AI Reaches Silver-Medal Level at This Year’s Math Olympiad

During the 2024 International Mathematical Olympiad, Google DeepMind debuted an AI program that can generate complex mathematical proofs

While Paris was preparing to host the 33rd Olympic Games, more than 600 students from nearly 110 countries came together in the idyllic English town of Bath in July for the International Mathematical Olympiad (IMO). They had two sessions of four and a half hours each to answer six problems from various mathematical disciplines. Chinese student Haojia Shi took first place in the individual rankings with a perfect score. In the rankings by country, the team from the U.S. came out on top. The most noteworthy results at the event, however, were those achieved by two machines from Google DeepMind that entered the competition. DeepMind’s artificial intelligence programs were able to solve a total of four out of six problems, which would correspond to the level of a silver medalist. The two programs scored 28 out of a possible 42 points. Only around 60 students scored better, wrote mathematician and Fields Medalist Timothy Gowers, a previous gold medalist in the competition, in a thread on X (formerly Twitter).
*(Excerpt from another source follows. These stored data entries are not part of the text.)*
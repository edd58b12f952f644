// src/web/types.rs
use chrono::{DateTime, Utc};
use rocket::http::Status;
use rocket::serde::json::Json;
use rocket::serde::Serialize;

use crate::validation::ValidationError;

pub type ApiResult<T> = Result<Json<T>, (Status, Json<StandardErrorResponse>)>;

#[derive(Debug, Serialize, PartialEq)]
#[serde(crate = "rocket::serde", rename_all = "lowercase")]
pub enum ResponseType {
    Data,
    Error,
}

#[derive(Serialize)]
#[serde(crate = "rocket::serde")]
pub struct IndexResponse {
    pub message: String,
    pub endpoints: Vec<String>,
}

#[derive(Serialize)]
#[serde(crate = "rocket::serde")]
pub struct HealthResponse {
    pub status: String,
    pub message: String,
    pub timestamp: DateTime<Utc>,
}

/// Identifier of an accepted submission, serialized under its own key.
#[derive(Debug, Serialize)]
#[serde(crate = "rocket::serde")]
pub enum SubmissionId {
    #[serde(rename = "inquiry_id")]
    Inquiry(String),
    #[serde(rename = "subscriber_id")]
    Subscriber(String),
    #[serde(rename = "application_id")]
    Application(String),
}

#[derive(Serialize)]
#[serde(crate = "rocket::serde")]
pub struct SubmissionResponse {
    #[serde(rename = "type")]
    pub response_type: ResponseType,
    pub success: bool,
    pub message: String,
    #[serde(flatten)]
    pub id: SubmissionId,
}

impl SubmissionResponse {
    pub fn new(message: &str, id: SubmissionId) -> Self {
        Self {
            response_type: ResponseType::Data,
            success: true,
            message: message.to_string(),
            id,
        }
    }
}

#[derive(Debug, Serialize)]
#[serde(crate = "rocket::serde")]
pub struct StandardErrorResponse {
    #[serde(rename = "type")]
    pub response_type: ResponseType,
    pub success: bool,
    /// Shown to the visitor as-is.
    pub message: String,
    pub error: String,
    pub error_code: String,
    pub suggestions: Vec<String>,
}

impl StandardErrorResponse {
    pub fn new(message: &str, error: String, error_code: &str, suggestions: Vec<String>) -> Self {
        Self {
            response_type: ResponseType::Error,
            success: false,
            message: message.to_string(),
            error,
            error_code: error_code.to_string(),
            suggestions,
        }
    }

    /// 400 response for a rejected submission. `missing_message` is the
    /// form-specific text shown when required fields are absent.
    pub fn validation(
        err: &ValidationError,
        missing_message: &str,
    ) -> (Status, Json<StandardErrorResponse>) {
        let (message, suggestions): (&str, Vec<String>) = match err {
            ValidationError::MissingFields(fields) => (
                missing_message,
                fields
                    .iter()
                    .map(|f| format!("Provide a value for '{}'", f))
                    .collect(),
            ),
            ValidationError::InvalidEmail(_) => (
                INVALID_EMAIL_MESSAGE,
                vec!["Use an address like name@example.com".to_string()],
            ),
        };

        (
            Status::BadRequest,
            Json(Self::new(
                message,
                err.to_string(),
                err.error_code(),
                suggestions,
            )),
        )
    }

    pub fn internal(error: String, error_code: &str) -> (Status, Json<StandardErrorResponse>) {
        (
            Status::InternalServerError,
            Json(Self::new(
                GENERIC_FAILURE_MESSAGE,
                error,
                error_code,
                vec!["Try again in a few moments".to_string()],
            )),
        )
    }
}

pub const INVALID_EMAIL_MESSAGE: &str = "รูปแบบอีเมลไม่ถูกต้อง";
pub const GENERIC_FAILURE_MESSAGE: &str = "เกิดข้อผิดพลาด กรุณาลองใหม่อีกครั้ง";

#[cfg(test)]
mod tests {
    use super::*;

    #[test]
    fn test_submission_id_is_flattened() {
        let response = SubmissionResponse::new("ok", SubmissionId::Inquiry("INQ1".to_string()));
        let json = serde_json::to_value(&response).unwrap();
        assert_eq!(json["type"], "data");
        assert_eq!(json["success"], true);
        assert_eq!(json["inquiry_id"], "INQ1");
    }

    #[test]
    fn test_validation_response() {
        let err = ValidationError::MissingFields(vec!["email".to_string()]);
        let (status, body) = StandardErrorResponse::validation(&err, "กรุณากรอกอีเมล");
        assert_eq!(status, Status::BadRequest);
        assert_eq!(body.error_code, "MISSING_FIELDS");
        assert_eq!(body.message, "กรุณากรอกอีเมล");
        assert!(!body.success);

        let err = ValidationError::InvalidEmail("x".to_string());
        let (_, body) = StandardErrorResponse::validation(&err, "unused");
        assert_eq!(body.error_code, "INVALID_EMAIL");
        assert_eq!(body.message, INVALID_EMAIL_MESSAGE);
    }
}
To achieve this impressive result, the DeepMind team used two different AI programs: AlphaProof and AlphaGeometry 2. The former works in a similar way to the algorithms that mastered chess, shogi and Go. Using what is called reinforcement learning, AlphaProof repeatedly competes against itself and improves step-by-step. This method can be implemented quite easily for board games. The AI executes several moves; if these do not lead to a win, it is penalized and learns to pursue other strategies.

To do the same for mathematical problems, however, a program must be able not only to check that it has solved the problem but also to verify that the reasoning steps it took to arrive at the solution were correct. To accomplish this, AlphaProof uses so-called proof assistants—algorithms that go through a logical argument step-by-step to check whether answers to the problems posed are correct. Although proof assistants have been around for several decades, their use in machine learning been constrained by the very limited amount of mathematical data available in a formal language, such as Lean, that the computer can understand.

## On supporting science journalism

If you’re enjoying this article, consider supporting our award-winning journalism by subscribing. By purchasing a subscription you are helping to ensure the future of impactful stories about the discoveries and ideas shaping our world today.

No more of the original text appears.